Source material section start

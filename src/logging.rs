use env_logger::{Builder, WriteStyle};
use log::{LevelFilter, Record};
use std::io::{self, Write};

const CRATE_TARGET: &str = env!("CARGO_CRATE_NAME");

/// `sim::suspension` for this crate's records, the full target for anyone else's
fn short_target<'a>(record: &'a Record) -> &'a str {
    record
        .target()
        .strip_prefix(CRATE_TARGET)
        .and_then(|target| target.strip_prefix("::"))
        .unwrap_or(record.target())
}

fn write_record(buf: &mut impl Write, record: &Record) -> io::Result<()> {
    // per-wheel probe lines need the module to be readable in a mixed stream
    if record.level() >= log::Level::Debug {
        writeln!(
            buf,
            "[STEERSIM | {} {}] {}",
            record.level(),
            short_target(record),
            record.args()
        )
    } else {
        writeln!(buf, "[STEERSIM | {}] {}", record.level(), record.args())
    }
}

fn builder() -> Builder {
    let mut builder = env_logger::builder();
    builder
        .format(|buf, record| write_record(buf, record))
        .write_style(WriteStyle::Always)
        .filter_module(CRATE_TARGET, LevelFilter::Info)
        .filter_level(LevelFilter::Warn)
        .parse_default_env();

    builder
}

pub(crate) fn try_init() -> Result<(), log::SetLoggerError> {
    builder().try_init()
}
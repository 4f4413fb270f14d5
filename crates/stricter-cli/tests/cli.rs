use std::fs;
use std::path::Path;
use std::process::{Command, Output};
use tempfile::TempDir;

fn project() -> TempDir {
    let tmp = TempDir::new().unwrap();
    let src = tmp.path().join("src");
    fs::create_dir(&src).unwrap();
    fs::write(src.join("index.js"), "import './used.js';\n").unwrap();
    fs::write(src.join("used.js"), "export const used = 1;\n").unwrap();
    fs::write(src.join("orphan.js"), "export const orphan = 1;\n").unwrap();
    fs::write(
        tmp.path().join("stricter.toml"),
        r#"
root = "src"

[[rules."stricter/unused-files"]]
config = { entry = ['index\.js$'] }
"#,
    )
    .unwrap();
    tmp
}

fn stricter(dir: &Path, args: &[&str]) -> Output {
    Command::new(env!("CARGO_BIN_EXE_stricter"))
        .args(args)
        .current_dir(dir)
        .env_remove("RUST_LOG")
        .output()
        .unwrap()
}

#[test]
fn violations_fail_the_run() {
    let tmp = project();
    let output = stricter(tmp.path(), &[]);
    let stdout = String::from_utf8_lossy(&output.stdout);

    assert_eq!(output.status.code(), Some(1));
    assert!(stdout.contains("error: stricter/unused-files"));
    assert!(stdout.contains("orphan.js Unused file"));
    assert!(stdout.trim_end().ends_with("1 errors"));
}

#[test]
fn json_format_prints_the_outcome() {
    let tmp = project();
    let output = stricter(tmp.path(), &["--format", "json"]);
    let json: serde_json::Value = serde_json::from_slice(&output.stdout).unwrap();

    assert_eq!(json["error_count"], 1);
    assert_eq!(json["lines"].as_array().unwrap().len(), 2);
}

#[test]
fn unselected_rules_do_not_run() {
    let tmp = project();
    let output = stricter(
        tmp.path(),
        &["--rule-name", "stricter/circular-dependencies"],
    );

    assert!(output.status.success());
    assert_eq!(String::from_utf8_lossy(&output.stdout).trim(), "No errors");
}

#[test]
fn missing_config_is_an_error() {
    let tmp = TempDir::new().unwrap();
    let output = stricter(tmp.path(), &[]);

    assert!(!output.status.success());
    assert!(String::from_utf8_lossy(&output.stderr).contains("No configuration found"));
}

#[test]
fn list_rules_includes_builtins() {
    let tmp = TempDir::new().unwrap();
    let output = stricter(tmp.path(), &["list-rules"]);
    let stdout = String::from_utf8_lossy(&output.stdout);

    assert!(output.status.success());
    assert!(stdout.contains("stricter/unused-files"));
    assert!(stdout.contains("stricter/circular-dependencies"));
}
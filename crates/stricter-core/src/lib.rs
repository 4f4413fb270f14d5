//! # stricter-core
//!
//! Project graph builder and rule evaluation engine.
//!
//! This crate provides the foundations of stricter:
//!
//! - [`GraphBuilder`] walks a source tree and records resolved import edges
//!   in a [`ProjectGraph`]
//! - [`Resolver`] maps import specifiers to files, backed by a shared
//!   [`ResolutionCache`]
//! - [`Rule`] is the capability every rule implements, looked up through a
//!   [`RuleRegistry`]
//! - [`Engine`] runs the configured rule instances and collects an
//!   [`ApplicationResult`]; [`apply_fixes`] runs the collected fixes
//!
//! ## Example
//!
//! ```ignore
//! use stricter_core::{engine, GraphBuilder, RuleRegistry, StricterConfig};
//!
//! let config = StricterConfig::from_file("stricter.toml".as_ref())?;
//! let graph = GraphBuilder::new(&config.root)
//!     .excludes(config.exclude.clone())
//!     .extractor(my_extractor)
//!     .build()?;
//!
//! let mapping = config.rules.resolve(&ctx);
//! let result = engine::run(&graph, &mapping, &registry)?;
//! ```

#![forbid(unsafe_code)]
#![warn(missing_docs)]

mod builder;
mod config;
pub mod declarative;
pub mod engine;
mod extractor;
mod fix;
mod graph;
mod packages;
mod registry;
pub mod report;
mod resolver;
mod rule;
mod rules_config;
mod types;

pub use builder::{GraphBuilder, GraphError};
pub use config::{plugin_module_name, rule_mapping, ConfigError, StricterConfig, PLUGIN_PREFIX};
pub use engine::Engine;
pub use extractor::{ExtractorBox, ImportExtractor, ImportReference};
pub use fix::{apply_fixes, FixReport};
pub use graph::{FileNode, NodeId, PackageDescriptor, ProjectGraph};
pub use packages::{discover_packages, PackageError, ENTRY_FILES};
pub use registry::{Plugin, PluginCatalog, RuleRegistry, RuleTable};
pub use report::{ConsoleReporter, MemoryReporter, Reporter};
pub use resolver::{Resolution, ResolutionCache, Resolver, EXTENSIONS};
pub use rule::{rule_fn, FnRule, Rule, RuleContext, RuleError, RuleRef};
pub use rules_config::{
    ConfigContext, RuleInstanceConfig, RuleMapping, RuleTemplate, RulesDeclaration,
    PACKAGE_PLACEHOLDER,
};
pub use types::{
    ApplicationResult, Fix, FixError, Level, RuleApplication, RuleFailure, Violation,
};
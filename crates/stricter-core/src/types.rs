//! Core types for violations, fixes and run results.

use indexmap::IndexMap;
use serde::{Deserialize, Serialize};
use std::fmt;
use std::path::PathBuf;
use std::sync::Arc;

/// Level of a rule instance, stamped onto every violation it produces.
#[derive(Debug, Clone, Copy, Default, PartialEq, Eq, PartialOrd, Ord, Hash, Serialize, Deserialize)]
#[serde(rename_all = "lowercase")]
pub enum Level {
    /// Reported, but not counted in the error summary.
    Warn,
    /// Reported and counted.
    #[default]
    Error,
}

impl fmt::Display for Level {
    fn fmt(&self, f: &mut fmt::Formatter<'_>) -> fmt::Result {
        match self {
            Self::Warn => write!(f, "warn"),
            Self::Error => write!(f, "error"),
        }
    }
}

/// Error returned by a failing fix action.
pub type FixError = Box<dyn std::error::Error + Send + Sync>;

/// A zero-argument, side-effecting action that resolves a violation.
///
/// Cloning a `Fix` shares the underlying action.
#[derive(Clone)]
pub struct Fix(Arc<dyn Fn() -> Result<(), FixError> + Send + Sync>);

impl Fix {
    /// Wraps a closure as a fix action.
    pub fn new<F>(action: F) -> Self
    where
        F: Fn() -> Result<(), FixError> + Send + Sync + 'static,
    {
        Self(Arc::new(action))
    }

    /// Runs the fix action.
    ///
    /// # Errors
    ///
    /// Returns whatever error the action reports.
    pub fn apply(&self) -> Result<(), FixError> {
        (self.0)()
    }
}

impl fmt::Debug for Fix {
    fn fmt(&self, f: &mut fmt::Formatter<'_>) -> fmt::Result {
        f.write_str("Fix(..)")
    }
}

/// A reported problem, tied to a rule instance and a file.
///
/// Rules build violations with [`Violation::new`]; the engine stamps the
/// qualified rule name and the instance level before collecting them.
#[derive(Debug, Clone, Serialize)]
pub struct Violation {
    /// Qualified rule name (e.g., `stricter/unused-files`).
    pub rule: String,
    /// Level of the rule instance that produced this violation.
    pub level: Level,
    /// File the violation is about.
    pub file: PathBuf,
    /// Human-readable message.
    pub message: String,
    /// Optional automatic fix.
    #[serde(skip)]
    pub fix: Option<Fix>,
}

impl Violation {
    /// Creates a new violation for `file`.
    #[must_use]
    pub fn new(file: impl Into<PathBuf>, message: impl Into<String>) -> Self {
        Self {
            rule: String::new(),
            level: Level::Error,
            file: file.into(),
            message: message.into(),
            fix: None,
        }
    }

    /// Attaches a fix action.
    #[must_use]
    pub fn with_fix(mut self, fix: Fix) -> Self {
        self.fix = Some(fix);
        self
    }

    /// Stamps the owning rule name and instance level.
    #[must_use]
    pub(crate) fn stamped(mut self, rule: &str, level: Level) -> Self {
        self.rule = rule.to_string();
        self.level = level;
        self
    }

    /// Formats the violation as a single console line.
    #[must_use]
    pub fn format(&self) -> String {
        self.to_string()
    }
}

impl fmt::Display for Violation {
    fn fmt(&self, f: &mut fmt::Formatter<'_>) -> fmt::Result {
        write!(
            f,
            "{}: {} {} {}",
            self.level,
            self.rule,
            self.file.display(),
            self.message
        )
    }
}

/// A rule instance whose hook failed instead of producing violations.
#[derive(Debug, Clone, PartialEq, Eq, Serialize)]
pub struct RuleFailure {
    /// Qualified rule name.
    pub rule: String,
    /// Zero-based index of the instance within the rule's configuration.
    pub instance: usize,
    /// Error or panic message.
    pub message: String,
}

impl fmt::Display for RuleFailure {
    fn fmt(&self, f: &mut fmt::Formatter<'_>) -> fmt::Result {
        write!(f, "failed: {} #{} {}", self.rule, self.instance, self.message)
    }
}

/// Violations and fixes collected for one rule name, across its instances.
#[derive(Debug, Default, Clone, Serialize)]
pub struct RuleApplication {
    /// Violations in execution order.
    pub violations: Vec<Violation>,
    /// Fix actions of those violations, in the same order.
    #[serde(skip)]
    pub fixes: Vec<Fix>,
}

/// Aggregate output of one engine run, keyed by rule name in execution order.
#[derive(Debug, Default, Clone, Serialize)]
pub struct ApplicationResult {
    /// Per-rule results.
    pub rules: IndexMap<String, RuleApplication>,
    /// Rule instances whose hook failed.
    pub failures: Vec<RuleFailure>,
}

impl ApplicationResult {
    /// Creates a new empty result.
    #[must_use]
    pub fn new() -> Self {
        Self::default()
    }

    /// Iterates all violations in execution order.
    pub fn violations(&self) -> impl Iterator<Item = &Violation> {
        self.rules.values().flat_map(|r| r.violations.iter())
    }

    /// Counts violations as `(errors, warnings)`.
    #[must_use]
    pub fn count_by_level(&self) -> (usize, usize) {
        self.violations().fold((0, 0), |(errors, warnings), v| match v.level {
            Level::Error => (errors + 1, warnings),
            Level::Warn => (errors, warnings + 1),
        })
    }

    /// Number of error-level violations.
    #[must_use]
    pub fn error_count(&self) -> usize {
        self.count_by_level().0
    }

    /// Returns true if there are any error-level violations.
    #[must_use]
    pub fn has_errors(&self) -> bool {
        self.violations().any(|v| v.level == Level::Error)
    }

    /// Returns true if any fix was collected.
    #[must_use]
    pub fn has_fixes(&self) -> bool {
        self.rules.values().any(|r| !r.fixes.is_empty())
    }

    /// Records violations for `rule`, keeping their order and collecting their fixes.
    pub(crate) fn push(&mut self, rule: &str, violations: Vec<Violation>) {
        let entry = self.rules.entry(rule.to_string()).or_default();
        for violation in violations {
            if let Some(fix) = &violation.fix {
                entry.fixes.push(fix.clone());
            }
            entry.violations.push(violation);
        }
    }
}
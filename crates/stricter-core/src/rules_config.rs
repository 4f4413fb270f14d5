//! Resolution of the `rules` declaration into concrete rule instances.
//!
//! A declaration is either a static mapping or a function of the project
//! context. Functions run exactly once per run, with nothing memoized across
//! runs, so each run sees its own discovered packages.

use crate::config::empty_table;
use crate::types::Level;

use indexmap::IndexMap;
use serde::{Deserialize, Serialize};
use std::fmt;
use std::path::PathBuf;
use std::sync::Arc;

/// Placeholder replaced by the package name in per-package instances.
pub const PACKAGE_PLACEHOLDER: &str = "{package}";

/// One configured activation of a rule.
#[derive(Debug, Clone, PartialEq, Serialize, Deserialize)]
pub struct RuleInstanceConfig {
    /// Level stamped onto this instance's violations.
    #[serde(default)]
    pub level: Level,
    /// Rule-specific options.
    #[serde(default = "empty_table")]
    pub config: toml::Value,
}

impl RuleInstanceConfig {
    /// Creates an instance with no options.
    #[must_use]
    pub fn new(level: Level) -> Self {
        Self {
            level,
            config: empty_table(),
        }
    }

    /// Error-level instance with no options.
    #[must_use]
    pub fn error() -> Self {
        Self::new(Level::Error)
    }

    /// Warn-level instance with no options.
    #[must_use]
    pub fn warn() -> Self {
        Self::new(Level::Warn)
    }

    /// Sets the rule-specific options.
    #[must_use]
    pub fn with_config(mut self, config: toml::Value) -> Self {
        self.config = config;
        self
    }
}

/// Rule name to its instances, in declaration order.
pub type RuleMapping = IndexMap<String, Vec<RuleInstanceConfig>>;

/// Snapshot of the project shape passed to dynamic declarations.
#[derive(Debug, Clone, Default, PartialEq, Eq)]
pub struct ConfigContext {
    /// Discovered package names.
    pub packages: Vec<String>,
    /// Analysis root.
    pub root: PathBuf,
}

type RulesFn = dyn Fn(&ConfigContext) -> RuleMapping + Send + Sync;

/// The user's `rules` declaration.
#[derive(Clone)]
pub enum RulesDeclaration {
    /// A fixed mapping.
    Static(RuleMapping),
    /// A pure function of the project context.
    Dynamic(Arc<RulesFn>),
}

impl Default for RulesDeclaration {
    fn default() -> Self {
        Self::Static(RuleMapping::new())
    }
}

impl fmt::Debug for RulesDeclaration {
    fn fmt(&self, f: &mut fmt::Formatter<'_>) -> fmt::Result {
        match self {
            Self::Static(mapping) => f.debug_tuple("Static").field(mapping).finish(),
            Self::Dynamic(_) => f.write_str("Dynamic(..)"),
        }
    }
}

impl From<RuleMapping> for RulesDeclaration {
    fn from(mapping: RuleMapping) -> Self {
        Self::Static(mapping)
    }
}

impl RulesDeclaration {
    /// Wraps a function of the project context.
    pub fn dynamic<F>(f: F) -> Self
    where
        F: Fn(&ConfigContext) -> RuleMapping + Send + Sync + 'static,
    {
        Self::Dynamic(Arc::new(f))
    }

    /// Resolves the declaration against `ctx`.
    #[must_use]
    pub fn resolve(&self, ctx: &ConfigContext) -> RuleMapping {
        match self {
            Self::Static(mapping) => mapping.clone(),
            Self::Dynamic(f) => f(ctx),
        }
    }

    /// Builds a declaration from file-level templates.
    ///
    /// Stays static unless an instance is marked `for-each-package`, in
    /// which case resolution expands that instance once per package.
    #[must_use]
    pub fn from_templates(templates: IndexMap<String, Vec<RuleTemplate>>) -> Self {
        let dynamic = templates
            .values()
            .flatten()
            .any(|t| t.for_each_package);

        if !dynamic {
            return Self::Static(
                templates
                    .into_iter()
                    .map(|(name, instances)| {
                        (name, instances.into_iter().map(|t| t.instance).collect())
                    })
                    .collect(),
            );
        }

        Self::dynamic(move |ctx| expand_templates(&templates, ctx))
    }
}

/// A configured instance as written in the config file.
#[derive(Debug, Clone, PartialEq)]
pub struct RuleTemplate {
    /// The instance, possibly containing `{package}` placeholders.
    pub instance: RuleInstanceConfig,
    /// Expand once per discovered package.
    pub for_each_package: bool,
}

fn expand_templates(
    templates: &IndexMap<String, Vec<RuleTemplate>>,
    ctx: &ConfigContext,
) -> RuleMapping {
    templates
        .iter()
        .map(|(name, instances)| {
            let expanded = instances
                .iter()
                .flat_map(|t| {
                    if t.for_each_package {
                        ctx.packages
                            .iter()
                            .map(|pkg| RuleInstanceConfig {
                                level: t.instance.level,
                                config: substitute(&t.instance.config, pkg),
                            })
                            .collect()
                    } else {
                        vec![t.instance.clone()]
                    }
                })
                .collect();
            (name.clone(), expanded)
        })
        .collect()
}

fn substitute(value: &toml::Value, package: &str) -> toml::Value {
    match value {
        toml::Value::String(s) => toml::Value::String(s.replace(PACKAGE_PLACEHOLDER, package)),
        toml::Value::Array(items) => {
            toml::Value::Array(items.iter().map(|v| substitute(v, package)).collect())
        }
        toml::Value::Table(table) => toml::Value::Table(
            table
                .iter()
                .map(|(k, v)| (k.clone(), substitute(v, package)))
                .collect(),
        ),
        other => other.clone(),
    }
}
//! Output of a finished run.

use anyhow::Result;
use serde::Serialize;
use stricter::RunOutcome;

use crate::OutputFormat;

#[derive(Serialize)]
struct JsonReport<'a> {
    lines: &'a [String],
    #[serde(flatten)]
    outcome: &'a RunOutcome,
}

/// Prints what the reporter did not already print.
pub fn print(outcome: &RunOutcome, lines: &[String], format: OutputFormat, fix: bool) -> Result<()> {
    match format {
        OutputFormat::Text => {
            if fix {
                print_fix_summary(outcome);
            }
            Ok(())
        }
        OutputFormat::Json => print_json(outcome, lines),
    }
}

fn print_fix_summary(outcome: &RunOutcome) {
    println!("Applied {} fix(es)", outcome.fixes_applied);
    for rule in &outcome.fix_failures {
        println!("Fixes failed for {rule}");
    }
}

fn print_json(outcome: &RunOutcome, lines: &[String]) -> Result<()> {
    let json = serde_json::to_string_pretty(&JsonReport { lines, outcome })?;
    println!("{json}");
    Ok(())
}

Source material section end

**What you need to do:** From the entries, count the lines that hold the string "expanded". Nothing but the number is needed.

**Response box:** 2